• **Goal of the exercise**
Answer with the number of lines in the records that contain "ConversionInitFailed" and with nothing else.
[Start of section]
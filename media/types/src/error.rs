/*!
    Error types for the castview media pipeline.
*/

use std::fmt;

/**
    Stable tag identifying the kind of a fatal pipeline error.

    Hosts surfacing errors to users can match on the kind without parsing
    messages.
*/
#[derive(Clone, Copy, Debug, PartialEq, Eq, Hash)]
pub enum ErrorKind {
    /// The datagram listener could not be opened.
    OpenFailed,
    /// Container format or stream detection failed.
    ProbeFailed,
    /// The probed input contains no video stream.
    NoVideoStream,
    /// No decoder is registered for the selected stream's codec.
    DecoderUnavailable,
    /// Decoder session allocation failed.
    AllocFailed,
    /// The codec session could not be opened.
    CodecOpenFailed,
    /// The color conversion session could not be created.
    ConversionInitFailed,
    /// Feeding a compressed access unit to the decoder failed fatally.
    SendFailed,
    /// Reading from the input failed fatally.
    ReadFailed,
    /// The input signalled end of stream.
    EndOfStream,
    /// The decode session failed fatally (corrupted codec state, or the
    /// stream changed dimensions/format mid-session).
    DecodeFailed,
}

impl ErrorKind {
    /**
        The stable string form of this tag.
    */
    pub const fn as_str(self) -> &'static str {
        match self {
            Self::OpenFailed => "open-failed",
            Self::ProbeFailed => "probe-failed",
            Self::NoVideoStream => "no-video-stream",
            Self::DecoderUnavailable => "decoder-unavailable",
            Self::AllocFailed => "alloc-failed",
            Self::CodecOpenFailed => "codec-open-failed",
            Self::ConversionInitFailed => "conversion-init-failed",
            Self::SendFailed => "send-failed",
            Self::ReadFailed => "read-failed",
            Self::EndOfStream => "end-of-stream",
            Self::DecodeFailed => "decode-failed",
        }
    }
}

impl fmt::Display for ErrorKind {
    fn fmt(&self, f: &mut fmt::Formatter<'_>) -> fmt::Result {
        f.write_str(self.as_str())
    }
}

/**
    Fatal pipeline error.

    Every variant is fatal to the session it occurs in: the worker releases
    its native resources and delivers the error to the host exactly once.
    Recoverable per-frame decode errors are not represented here — the decoder
    logs and absorbs them without involving the host.

    Where the failure originated in a native library call, `code` carries the
    raw native error code for diagnostics.
*/
#[derive(Debug, thiserror::Error)]
pub enum Error {
    #[error("failed to open stream listener: {message}")]
    OpenFailed { message: String, code: Option<i32> },
    #[error("stream probe failed: {message}")]
    ProbeFailed { message: String, code: Option<i32> },
    #[error("input contains no video stream")]
    NoVideoStream,
    #[error("no decoder available for codec {codec}")]
    DecoderUnavailable { codec: String },
    #[error("failed to allocate decoder session: {message}")]
    AllocFailed { message: String },
    #[error("failed to open codec session: {message}")]
    CodecOpenFailed { message: String, code: Option<i32> },
    #[error("failed to create conversion session: {message}")]
    ConversionInitFailed { message: String },
    #[error("failed to feed decoder: {message}")]
    SendFailed { message: String, code: Option<i32> },
    #[error("failed to read from input: {message}")]
    ReadFailed { message: String, code: Option<i32> },
    #[error("end of stream")]
    EndOfStream,
    #[error("decode session failed: {message}")]
    DecodeFailed { message: String, code: Option<i32> },
}

impl Error {
    /**
        Create an open failure with the given message and native error code.
    */
    pub fn open_failed(message: impl Into<String>, code: Option<i32>) -> Self {
        Self::OpenFailed {
            message: message.into(),
            code,
        }
    }

    /**
        Create a probe failure with the given message and native error code.
    */
    pub fn probe_failed(message: impl Into<String>, code: Option<i32>) -> Self {
        Self::ProbeFailed {
            message: message.into(),
            code,
        }
    }

    /**
        Create a decoder-unavailable error for the given codec name.
    */
    pub fn decoder_unavailable(codec: impl Into<String>) -> Self {
        Self::DecoderUnavailable {
            codec: codec.into(),
        }
    }

    /**
        Create an allocation failure with the given message.
    */
    pub fn alloc_failed(message: impl Into<String>) -> Self {
        Self::AllocFailed {
            message: message.into(),
        }
    }

    /**
        Create a codec-open failure with the given message and native error code.
    */
    pub fn codec_open_failed(message: impl Into<String>, code: Option<i32>) -> Self {
        Self::CodecOpenFailed {
            message: message.into(),
            code,
        }
    }

    /**
        Create a conversion-init failure with the given message.
    */
    pub fn conversion_init_failed(message: impl Into<String>) -> Self {
        Self::ConversionInitFailed {
            message: message.into(),
        }
    }

    /**
        Create a send failure with the given message and native error code.
    */
    pub fn send_failed(message: impl Into<String>, code: Option<i32>) -> Self {
        Self::SendFailed {
            message: message.into(),
            code,
        }
    }

    /**
        Create a read failure with the given message and native error code.
    */
    pub fn read_failed(message: impl Into<String>, code: Option<i32>) -> Self {
        Self::ReadFailed {
            message: message.into(),
            code,
        }
    }

    /**
        Create a decode-session failure with the given message and native
        error code.
    */
    pub fn decode_failed(message: impl Into<String>, code: Option<i32>) -> Self {
        Self::DecodeFailed {
            message: message.into(),
            code,
        }
    }

    /**
        The stable kind tag for this error.
    */
    pub fn kind(&self) -> ErrorKind {
        match self {
            Self::OpenFailed { .. } => ErrorKind::OpenFailed,
            Self::ProbeFailed { .. } => ErrorKind::ProbeFailed,
            Self::NoVideoStream => ErrorKind::NoVideoStream,
            Self::DecoderUnavailable { .. } => ErrorKind::DecoderUnavailable,
            Self::AllocFailed { .. } => ErrorKind::AllocFailed,
            Self::CodecOpenFailed { .. } => ErrorKind::CodecOpenFailed,
            Self::ConversionInitFailed { .. } => ErrorKind::ConversionInitFailed,
            Self::SendFailed { .. } => ErrorKind::SendFailed,
            Self::ReadFailed { .. } => ErrorKind::ReadFailed,
            Self::EndOfStream => ErrorKind::EndOfStream,
            Self::DecodeFailed { .. } => ErrorKind::DecodeFailed,
        }
    }

    /**
        The native error code behind this failure, if one was captured.
    */
    pub fn code(&self) -> Option<i32> {
        match self {
            Self::OpenFailed { code, .. }
            | Self::ProbeFailed { code, .. }
            | Self::CodecOpenFailed { code, .. }
            | Self::SendFailed { code, .. }
            | Self::ReadFailed { code, .. }
            | Self::DecodeFailed { code, .. } => *code,
            _ => None,
        }
    }
}

/**
    Result type alias for the castview media pipeline.
*/
pub type Result<T> = std::result::Result<T, Error>;

// Errors cross the worker/host thread boundary.
static_assertions::assert_impl_all!(Error: Send, Sync);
[End of section]
• **Solution below**
5